***** Supplied material *****

//! k-nearest-neighbor regression over a growing k-d tree.
//!
//! Predictions are the plain mean of the `k` closest stored observations
//! under a [`WeightedMetric`]. The tree keeps raw feature vectors only,
//! so `set_parameters` swaps the metric and the tree is left alone.

use crate::kdtree::KdTree;
use shoal_core::{Coord, Observation, ParameterError, RegressionError};
use shoal_regression::params::{check_length, neighbor_count};
use shoal_regression::{DistanceTransform, FeatureSet, Regression, WeightedMetric};
use std::borrow::Cow;

/// Inductive k-NN regression.
///
/// # Examples
///
/// ```
/// use shoal_core::Observation;
/// use shoal_regression::Regression;
/// use shoal_regressors::NearestNeighborRegression;
///
/// let mut nn = NearestNeighborRegression::space_time(1, 1.0, 24.0).unwrap();
/// assert_eq!(nn.predict(&vec![0, 0].into(), 0.0), 0.0);
///
/// nn.observe(&Observation::at(2, 2, 0.0, 7.5)).unwrap();
/// assert_eq!(nn.predict(&vec![9, 9].into(), 100.0), 7.5);
/// ```
#[derive(Clone, Debug)]
pub struct NearestNeighborRegression {
    features: FeatureSet,
    metric: WeightedMetric,
    neighbors: usize,
    tree: KdTree,
}

impl NearestNeighborRegression {
    /// Build over `features` with one transform and bandwidth per
    /// feature and `neighbors` (at least one) averaged per prediction.
    ///
    /// # Errors
    ///
    /// `ArityMismatch` if `features` and `metric` disagree on length,
    /// `InvalidConfig` if `neighbors` is zero.
    pub fn new(
        features: FeatureSet,
        metric: WeightedMetric,
        neighbors: usize,
    ) -> Result<Self, RegressionError> {
        if features.len() != metric.dim() {
            return Err(RegressionError::ArityMismatch {
                expected: features.len(),
                got: metric.dim(),
            });
        }
        if neighbors == 0 {
            return Err(RegressionError::InvalidConfig {
                reason: "neighbor count must be at least 1".into(),
            });
        }
        tracing::debug!(
            features = ?features,
            bandwidths = ?metric.bandwidths(),
            neighbors,
            "nearest-neighbor regression built"
        );
        Ok(Self {
            tree: KdTree::new(features.len()),
            features,
            metric,
            neighbors,
        })
    }

    /// `[grid_x, grid_y, time]` with absolute-difference distances,
    /// `space_bandwidth` on both grid axes.
    pub fn space_time(
        neighbors: usize,
        space_bandwidth: f64,
        time_bandwidth: f64,
    ) -> Result<Self, RegressionError> {
        let metric = WeightedMetric::uniform(
            DistanceTransform::Absolute,
            vec![space_bandwidth, space_bandwidth, time_bandwidth],
        )?;
        Self::new(FeatureSet::space_time(), metric, neighbors)
    }

    /// Number of neighbors averaged.
    pub fn neighbors(&self) -> usize {
        self.neighbors
    }

    /// The current metric.
    pub fn metric(&self) -> &WeightedMetric {
        &self.metric
    }

    /// Number of stored observations.
    pub fn len(&self) -> usize {
        self.tree.len()
    }

    /// Whether nothing has been observed.
    pub fn is_empty(&self) -> bool {
        self.tree.is_empty()
    }

    /// Prediction from a raw feature vector.
    ///
    /// `0` when empty, `NaN` on a wrong-length vector.
    pub fn predict_features(&self, features: &[f64]) -> f64 {
        if self.tree.is_empty() {
            return 0.0;
        }
        if features.len() != self.metric.dim() {
            return f64::NAN;
        }
        let found = self.tree.nearest(features, self.neighbors, &self.metric);
        found.iter().map(|n| n.value).sum::<f64>() / found.len() as f64
    }

    /// Store a raw feature vector with its value.
    pub fn observe_features(&mut self, features: &[f64], value: f64) -> Result<(), RegressionError> {
        if features.len() != self.metric.dim() {
            return Err(RegressionError::ArityMismatch {
                expected: self.metric.dim(),
                got: features.len(),
            });
        }
        self.tree.insert(features, value);
        tracing::trace!(stored = self.tree.len(), value, "observation indexed");
        Ok(())
    }
}

impl Regression for NearestNeighborRegression {
    fn name(&self) -> &str {
        "nearest_neighbor"
    }

    fn predict(&self, coord: &Coord, time: f64) -> f64 {
        self.predict_features(&self.features.extract(coord, time))
    }

    fn observe(&mut self, observation: &Observation) -> Result<(), RegressionError> {
        let x = self.features.extract(&observation.coord, observation.time);
        self.observe_features(&x, observation.value)
    }

    /// Bandwidths in feature order, then the neighbor count.
    fn parameters(&self) -> Vec<f64> {
        let mut p = self.metric.bandwidths().to_vec();
        p.push(self.neighbors as f64);
        p
    }

    fn set_parameters(&mut self, values: &[f64]) -> Result<(), ParameterError> {
        let dim = self.metric.dim();
        check_length(dim + 1, values.len())?;
        let metric = self.metric.with_bandwidths(&values[..dim], 0)?;
        self.metric = metric;
        self.neighbors = neighbor_count(values[dim]);
        tracing::debug!(bandwidths = ?self.metric.bandwidths(), neighbors = self.neighbors, "metric rebuilt");
        Ok(())
    }

    fn parameter_names(&self) -> Vec<Cow<'static, str>> {
        let mut names: Vec<Cow<'static, str>> = self
            .features
            .names()
            .into_iter()
            .map(|n| Cow::Owned(format!("bandwidth[{n}]")))
            .collect();
        names.push(Cow::Borrowed("neighbors"));
        names
    }
}

#[cfg(test)]
mod tests {
    use super::*;
    use smallvec::smallvec;

    fn nn(k: usize) -> NearestNeighborRegression {
        NearestNeighborRegression::space_time(k, 1.0, 1000.0).unwrap()
    }

    #[test]
    fn empty_predicts_zero() {
        assert_eq!(nn(3).predict(&smallvec![1, 1], 0.0), 0.0);
    }

    #[test]
    fn averages_k_nearest() {
        let mut r = nn(2);
        r.observe(&Observation::at(0, 0, 0.0, 1.0)).unwrap();
        r.observe(&Observation::at(0, 1, 0.0, 3.0)).unwrap();
        r.observe(&Observation::at(9, 9, 0.0, 100.0)).unwrap();
        assert_eq!(r.predict(&smallvec![0, 0], 0.0), 2.0);
    }

    #[test]
    fn k_is_truncated_and_floored_at_one() {
        let mut r = nn(1);
        r.set_parameters(&[1.0, 1.0, 1000.0, 2.9]).unwrap();
        assert_eq!(r.neighbors(), 2);
        r.set_parameters(&[1.0, 1.0, 1000.0, 0.3]).unwrap();
        assert_eq!(r.neighbors(), 1);
        assert_eq!(r.parameters(), vec![1.0, 1.0, 1000.0, 1.0]);
    }

    #[test]
    fn astronomical_k_averages_everything_stored() {
        let mut r = nn(1);
        for (col, v) in [(0, 1.0), (1, 2.0), (2, 6.0)] {
            r.observe(&Observation::at(0, col, 0.0, v)).unwrap();
        }
        r.set_parameters(&[1.0, 1.0, 1000.0, 1e30]).unwrap();
        assert_eq!(r.neighbors(), usize::MAX);
        assert_eq!(r.predict(&smallvec![0, 0], 0.0), 3.0);
    }

    #[test]
    fn bad_bandwidth_leaves_state_unchanged() {
        let mut r = nn(1);
        let before = r.parameters();
        let err = r.set_parameters(&[1.0, -2.0, 1.0, 4.0]).unwrap_err();
        assert!(matches!(err, ParameterError::OutOfDomain { index: 1, .. }));
        assert_eq!(r.parameters(), before);
    }

    #[test]
    fn set_parameters_keeps_stored_observations() {
        let mut r = nn(1);
        r.observe(&Observation::at(0, 3, 0.0, 1.0)).unwrap();
        r.observe(&Observation::at(2, 0, 0.0, 2.0)).unwrap();
        // Query (0, 0): x-distance 3 vs y-distance 2.
        assert_eq!(r.predict(&smallvec![0, 0], 0.0), 2.0);
        // Stretch the x bandwidth; the first point becomes closer.
        r.set_parameters(&[10.0, 1.0, 1000.0, 1.0]).unwrap();
        assert_eq!(r.len(), 2);
        assert_eq!(r.predict(&smallvec![0, 0], 0.0), 1.0);
    }

    #[test]
    fn raw_feature_entry_points_check_arity() {
        let mut r = nn(1);
        assert!(matches!(
            r.observe_features(&[1.0], 2.0),
            Err(RegressionError::ArityMismatch { expected: 3, got: 1 })
        ));
        r.observe_features(&[1.0, 1.0, 0.0], 2.0).unwrap();
        assert!(r.predict_features(&[1.0]).is_nan());
        assert_eq!(r.predict_features(&[1.0, 1.0, 0.0]), 2.0);
    }

    #[test]
    fn zero_neighbors_rejected() {
        let err = NearestNeighborRegression::new(FeatureSet::grid(), WeightedMetric::unit(2), 0)
            .unwrap_err();
        assert!(matches!(err, RegressionError::InvalidConfig { .. }));
    }

    #[test]
    fn parameter_names_label_each_bandwidth() {
        let names = nn(1).parameter_names();
        assert_eq!(
            names,
            vec!["bandwidth[grid_x]", "bandwidth[grid_y]", "bandwidth[time]", "neighbors"]
        );
    }
}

*****

■ **Work item**
I need each line of the entries that holds the string "push" located and copied.

■ **Exercise output**
        p.push(self.neighbors as f64);
        names.push(Cow::Borrowed("neighbors"));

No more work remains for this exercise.